In a small bowl combine the water, vanilla and lemon extract.
In another small bowl, whisk together the flour and 1 tbsp. sugar.
Beat the yolks and ¾ cup sugar on high speed for 5 minutes or until the mixture is very thick and ribbons when dropped from the beater.
Lower the speed and gradually add the water mixture. Increase to high speed and beat for 30 seconds. Sift the flour mixture over the yolk mixture without mixing and set aside.
Beat the whites until foamy, add the cream of tartar and beat until soft peaks form when beater is raised.

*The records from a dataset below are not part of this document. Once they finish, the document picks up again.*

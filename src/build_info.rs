//! Compile-time build information, shown by `slayer --version`.

include!(concat!(env!("OUT_DIR"), "/build_info.rs"));

/// One-line version string: `slayer <date> (<commit>)`.
pub fn version_line() -> String {
    format!("slayer {} ({})", BUILD_DATE, BUILD_COMMIT)
}

#[cfg(test)]
mod tests {
    use super::*;

    #[test]
    fn test_build_info_not_empty() {
        assert!(!BUILD_COMMIT.is_empty());
        assert!(!BUILD_DATE.is_empty());
    }

    #[test]
    fn test_version_line_mentions_commit() {
        let line = version_line();
        assert!(line.starts_with("slayer "));
        assert!(line.ends_with(&format!("({})", BUILD_COMMIT)));
    }
}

Beat in the remaining 1 tbsp. sugar and beat until very stiff peaks form when the beater is raised slowly.
Add 1/3 of the whites to the yolk mixture and with a rubber spatula fold until incorporated. Gently fold in the remaining whites in 2 batches.
Grease a 10 inch tube pan and dust with flour, pour cake batter and bake in a 350° oven for 30 to 35 minutes or until golden brown and a toothpick comes out clean when inserted in the center.